→ **DATA FOR PROCESSING**
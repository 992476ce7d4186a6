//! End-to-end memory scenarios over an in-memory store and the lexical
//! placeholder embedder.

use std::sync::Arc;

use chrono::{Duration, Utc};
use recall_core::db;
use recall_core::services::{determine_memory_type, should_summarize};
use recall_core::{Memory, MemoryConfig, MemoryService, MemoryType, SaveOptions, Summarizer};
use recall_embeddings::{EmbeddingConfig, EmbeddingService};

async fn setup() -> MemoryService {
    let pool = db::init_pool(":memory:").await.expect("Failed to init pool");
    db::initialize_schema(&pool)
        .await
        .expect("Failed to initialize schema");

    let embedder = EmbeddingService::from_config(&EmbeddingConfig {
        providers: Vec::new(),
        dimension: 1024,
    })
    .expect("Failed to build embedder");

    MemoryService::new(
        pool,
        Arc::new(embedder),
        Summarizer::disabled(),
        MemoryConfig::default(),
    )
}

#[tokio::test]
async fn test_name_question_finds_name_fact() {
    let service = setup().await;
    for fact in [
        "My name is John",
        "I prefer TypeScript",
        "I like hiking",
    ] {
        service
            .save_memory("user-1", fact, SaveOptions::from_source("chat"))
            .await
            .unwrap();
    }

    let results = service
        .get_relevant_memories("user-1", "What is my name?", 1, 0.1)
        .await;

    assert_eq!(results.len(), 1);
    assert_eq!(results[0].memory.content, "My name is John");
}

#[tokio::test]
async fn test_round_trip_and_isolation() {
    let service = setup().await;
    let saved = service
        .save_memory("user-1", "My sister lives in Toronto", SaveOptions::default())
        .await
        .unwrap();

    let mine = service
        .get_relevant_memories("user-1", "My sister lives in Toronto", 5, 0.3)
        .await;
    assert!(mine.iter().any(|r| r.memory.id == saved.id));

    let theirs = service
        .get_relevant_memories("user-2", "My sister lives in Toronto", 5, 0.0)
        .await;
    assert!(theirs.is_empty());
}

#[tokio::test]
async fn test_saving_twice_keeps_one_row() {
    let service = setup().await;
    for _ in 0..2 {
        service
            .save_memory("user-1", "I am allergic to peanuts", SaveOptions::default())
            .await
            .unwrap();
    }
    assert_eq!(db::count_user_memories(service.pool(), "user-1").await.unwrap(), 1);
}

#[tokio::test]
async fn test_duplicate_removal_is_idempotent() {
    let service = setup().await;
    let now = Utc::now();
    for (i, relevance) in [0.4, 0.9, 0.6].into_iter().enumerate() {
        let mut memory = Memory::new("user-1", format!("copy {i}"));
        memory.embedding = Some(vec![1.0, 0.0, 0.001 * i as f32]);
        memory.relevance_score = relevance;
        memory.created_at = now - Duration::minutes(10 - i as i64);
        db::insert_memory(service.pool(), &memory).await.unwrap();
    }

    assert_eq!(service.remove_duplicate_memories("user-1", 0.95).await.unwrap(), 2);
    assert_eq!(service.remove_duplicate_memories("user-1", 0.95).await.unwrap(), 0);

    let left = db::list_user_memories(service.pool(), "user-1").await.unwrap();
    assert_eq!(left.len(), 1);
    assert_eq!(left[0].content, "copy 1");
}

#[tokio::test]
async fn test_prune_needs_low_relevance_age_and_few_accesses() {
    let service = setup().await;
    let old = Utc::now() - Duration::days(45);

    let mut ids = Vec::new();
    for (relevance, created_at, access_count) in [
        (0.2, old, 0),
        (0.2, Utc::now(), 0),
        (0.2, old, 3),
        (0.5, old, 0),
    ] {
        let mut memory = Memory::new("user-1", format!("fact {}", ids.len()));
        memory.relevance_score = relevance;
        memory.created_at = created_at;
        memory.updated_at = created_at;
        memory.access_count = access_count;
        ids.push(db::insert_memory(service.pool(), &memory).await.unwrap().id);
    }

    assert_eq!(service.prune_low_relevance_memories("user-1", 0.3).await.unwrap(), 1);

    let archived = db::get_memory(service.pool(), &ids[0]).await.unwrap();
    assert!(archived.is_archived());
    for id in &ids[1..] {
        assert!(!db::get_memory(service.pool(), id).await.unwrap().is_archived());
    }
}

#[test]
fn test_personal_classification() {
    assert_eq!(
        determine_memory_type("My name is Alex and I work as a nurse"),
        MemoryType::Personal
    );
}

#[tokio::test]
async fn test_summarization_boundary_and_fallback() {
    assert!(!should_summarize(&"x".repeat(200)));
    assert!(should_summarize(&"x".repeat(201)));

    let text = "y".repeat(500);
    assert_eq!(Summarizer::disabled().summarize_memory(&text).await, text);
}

→ **YOUR ASSIGNMENT**
Looking at the records above, work out how many lines include the word "repeat", then give that number by itself.

→ **COMPLETED EXERCISE**
3